**** RECORDS PROVIDED ****

use async_trait::async_trait;
use sqlx::PgPool;
use tracing::debug;
use uuid::Uuid;

use crate::auth::repo_types::{NewProfile, ProfileRow, TermsAgreementRow};

/// Store failures, classified by what the services need to tell apart.
#[derive(Debug, thiserror::Error)]
pub enum StoreError {
    #[error("unique constraint violated")]
    UniqueViolation,
    #[error("foreign key constraint violated")]
    ForeignKeyViolation,
    #[error("store unavailable: {0}")]
    Unavailable(String),
    #[error("store rejected write: {0}")]
    Rejected(String),
}

impl From<sqlx::Error> for StoreError {
    fn from(e: sqlx::Error) -> Self {
        match &e {
            sqlx::Error::Database(db) if db.is_unique_violation() => StoreError::UniqueViolation,
            sqlx::Error::Database(db) if db.is_foreign_key_violation() => {
                StoreError::ForeignKeyViolation
            }
            sqlx::Error::Database(_) => StoreError::Rejected(e.to_string()),
            sqlx::Error::PoolTimedOut
            | sqlx::Error::PoolClosed
            | sqlx::Error::Io(_)
            | sqlx::Error::Tls(_)
            | sqlx::Error::WorkerCrashed => StoreError::Unavailable(e.to_string()),
            _ => StoreError::Rejected(e.to_string()),
        }
    }
}

/// Rows this service owns: one profile per identity, at most one
/// terms agreement per profile.
#[async_trait]
pub trait SignupStore: Send + Sync {
    async fn insert_profile(&self, profile: &NewProfile) -> Result<ProfileRow, StoreError>;

    /// Inserts the agreement unless one already exists for `user_id`.
    /// Returns `Ok(None)` when it does.
    async fn insert_agreement(
        &self,
        user_id: Uuid,
    ) -> Result<Option<TermsAgreementRow>, StoreError>;
}

#[derive(Clone)]
pub struct PgSignupStore {
    db: PgPool,
}

impl PgSignupStore {
    pub fn new(db: PgPool) -> Self {
        Self { db }
    }
}

#[async_trait]
impl SignupStore for PgSignupStore {
    async fn insert_profile(&self, profile: &NewProfile) -> Result<ProfileRow, StoreError> {
        let row = sqlx::query_as::<_, ProfileRow>(
            r#"
            INSERT INTO users (id, email, role, name, phone_number)
            VALUES ($1, $2, $3, $4, $5)
            RETURNING id, email, role, name, phone_number, created_at, updated_at
            "#,
        )
        .bind(profile.id)
        .bind(&profile.email)
        .bind(profile.role.as_str())
        .bind(&profile.name)
        .bind(&profile.phone_number)
        .fetch_one(&self.db)
        .await?;
        debug!(user_id = %row.id, "profile row inserted");
        Ok(row)
    }

    async fn insert_agreement(
        &self,
        user_id: Uuid,
    ) -> Result<Option<TermsAgreementRow>, StoreError> {
        let row = sqlx::query_as::<_, TermsAgreementRow>(
            r#"
            INSERT INTO terms_agreements (user_id)
            VALUES ($1)
            ON CONFLICT (user_id) DO NOTHING
            RETURNING id, user_id, agreed_at
            "#,
        )
        .bind(user_id)
        .fetch_optional(&self.db)
        .await?;
        Ok(row)
    }
}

****

ACTIVITY ::
The expected answer is a copy of each line above containing "INTO".

OUTPUT OF THE TASK ::
            INSERT INTO users (id, email, role, name, phone_number)
            INSERT INTO terms_agreements (user_id)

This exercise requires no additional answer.